* _Work order_: Report the lines of the data below that contain the string "long".

* _Material supplied_:
···
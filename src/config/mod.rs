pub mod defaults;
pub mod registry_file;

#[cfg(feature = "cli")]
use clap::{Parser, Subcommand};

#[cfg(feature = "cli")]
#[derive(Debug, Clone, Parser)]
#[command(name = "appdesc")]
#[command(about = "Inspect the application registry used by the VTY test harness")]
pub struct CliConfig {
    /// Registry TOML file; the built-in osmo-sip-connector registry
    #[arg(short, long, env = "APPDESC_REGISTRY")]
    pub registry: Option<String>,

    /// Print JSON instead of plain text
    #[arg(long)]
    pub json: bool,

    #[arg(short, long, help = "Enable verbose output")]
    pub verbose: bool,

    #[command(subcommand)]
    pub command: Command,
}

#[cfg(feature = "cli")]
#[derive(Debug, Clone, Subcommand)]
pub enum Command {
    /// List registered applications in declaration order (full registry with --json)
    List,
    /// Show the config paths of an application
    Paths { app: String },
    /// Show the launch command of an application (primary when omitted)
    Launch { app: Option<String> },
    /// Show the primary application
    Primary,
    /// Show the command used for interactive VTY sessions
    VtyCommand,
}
···
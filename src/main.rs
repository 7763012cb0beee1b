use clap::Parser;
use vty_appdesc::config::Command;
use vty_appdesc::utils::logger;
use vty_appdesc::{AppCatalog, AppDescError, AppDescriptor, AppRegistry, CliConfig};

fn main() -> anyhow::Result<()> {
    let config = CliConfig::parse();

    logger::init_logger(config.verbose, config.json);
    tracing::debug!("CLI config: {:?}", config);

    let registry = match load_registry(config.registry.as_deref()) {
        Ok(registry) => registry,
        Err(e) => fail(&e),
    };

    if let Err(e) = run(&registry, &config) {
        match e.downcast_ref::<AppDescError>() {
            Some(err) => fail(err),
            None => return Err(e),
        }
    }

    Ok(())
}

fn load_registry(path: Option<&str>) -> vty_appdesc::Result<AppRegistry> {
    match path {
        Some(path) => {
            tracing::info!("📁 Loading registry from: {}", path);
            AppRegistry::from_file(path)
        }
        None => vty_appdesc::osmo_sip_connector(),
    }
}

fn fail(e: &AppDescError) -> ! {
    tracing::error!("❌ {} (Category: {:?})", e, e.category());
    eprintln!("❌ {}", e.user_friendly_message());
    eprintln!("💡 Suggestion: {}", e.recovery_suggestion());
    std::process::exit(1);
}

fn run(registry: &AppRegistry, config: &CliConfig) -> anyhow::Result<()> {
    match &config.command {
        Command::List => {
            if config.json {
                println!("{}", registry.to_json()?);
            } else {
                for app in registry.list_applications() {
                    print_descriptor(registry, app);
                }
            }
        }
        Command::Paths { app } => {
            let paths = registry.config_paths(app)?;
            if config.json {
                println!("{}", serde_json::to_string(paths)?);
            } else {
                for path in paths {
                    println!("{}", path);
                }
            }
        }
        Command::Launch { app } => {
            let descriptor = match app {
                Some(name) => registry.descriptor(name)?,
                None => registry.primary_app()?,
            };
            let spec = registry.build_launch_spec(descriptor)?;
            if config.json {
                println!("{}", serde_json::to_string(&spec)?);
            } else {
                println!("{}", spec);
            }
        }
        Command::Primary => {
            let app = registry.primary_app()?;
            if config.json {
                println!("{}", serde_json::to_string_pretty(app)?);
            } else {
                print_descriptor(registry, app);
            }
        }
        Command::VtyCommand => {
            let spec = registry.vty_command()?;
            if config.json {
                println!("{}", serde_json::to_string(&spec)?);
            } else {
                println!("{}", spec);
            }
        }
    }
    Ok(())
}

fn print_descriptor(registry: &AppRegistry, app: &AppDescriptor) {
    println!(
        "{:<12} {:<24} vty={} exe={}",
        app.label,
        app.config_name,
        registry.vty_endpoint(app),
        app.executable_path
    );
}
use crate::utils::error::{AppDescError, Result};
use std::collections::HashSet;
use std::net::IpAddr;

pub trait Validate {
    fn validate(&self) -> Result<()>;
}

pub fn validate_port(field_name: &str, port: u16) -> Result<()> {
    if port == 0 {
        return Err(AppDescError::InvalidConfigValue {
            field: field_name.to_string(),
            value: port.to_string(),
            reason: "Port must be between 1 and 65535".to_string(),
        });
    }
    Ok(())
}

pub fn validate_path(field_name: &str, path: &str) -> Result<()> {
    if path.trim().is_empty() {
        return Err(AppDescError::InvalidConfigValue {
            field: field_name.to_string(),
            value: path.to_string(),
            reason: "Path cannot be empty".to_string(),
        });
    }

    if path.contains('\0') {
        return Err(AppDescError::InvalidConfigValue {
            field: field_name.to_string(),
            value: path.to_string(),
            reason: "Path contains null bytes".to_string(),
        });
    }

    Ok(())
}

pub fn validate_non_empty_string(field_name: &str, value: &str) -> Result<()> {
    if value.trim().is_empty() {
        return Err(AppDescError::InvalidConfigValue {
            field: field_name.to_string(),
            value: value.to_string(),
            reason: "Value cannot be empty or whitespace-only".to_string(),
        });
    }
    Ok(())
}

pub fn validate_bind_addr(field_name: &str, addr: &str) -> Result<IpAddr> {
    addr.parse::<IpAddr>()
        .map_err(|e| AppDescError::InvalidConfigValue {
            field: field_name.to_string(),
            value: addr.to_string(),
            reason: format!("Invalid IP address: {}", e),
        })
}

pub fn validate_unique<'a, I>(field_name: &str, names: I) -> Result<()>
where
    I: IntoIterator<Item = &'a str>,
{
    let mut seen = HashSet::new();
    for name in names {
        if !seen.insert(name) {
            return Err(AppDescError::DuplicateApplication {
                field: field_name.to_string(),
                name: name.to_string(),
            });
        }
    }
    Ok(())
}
···
* _Solution_:
    #[arg(short, long, env = "APPDESC_REGISTRY")]
    #[arg(long)]
    #[arg(short, long, help = "Enable verbose output")]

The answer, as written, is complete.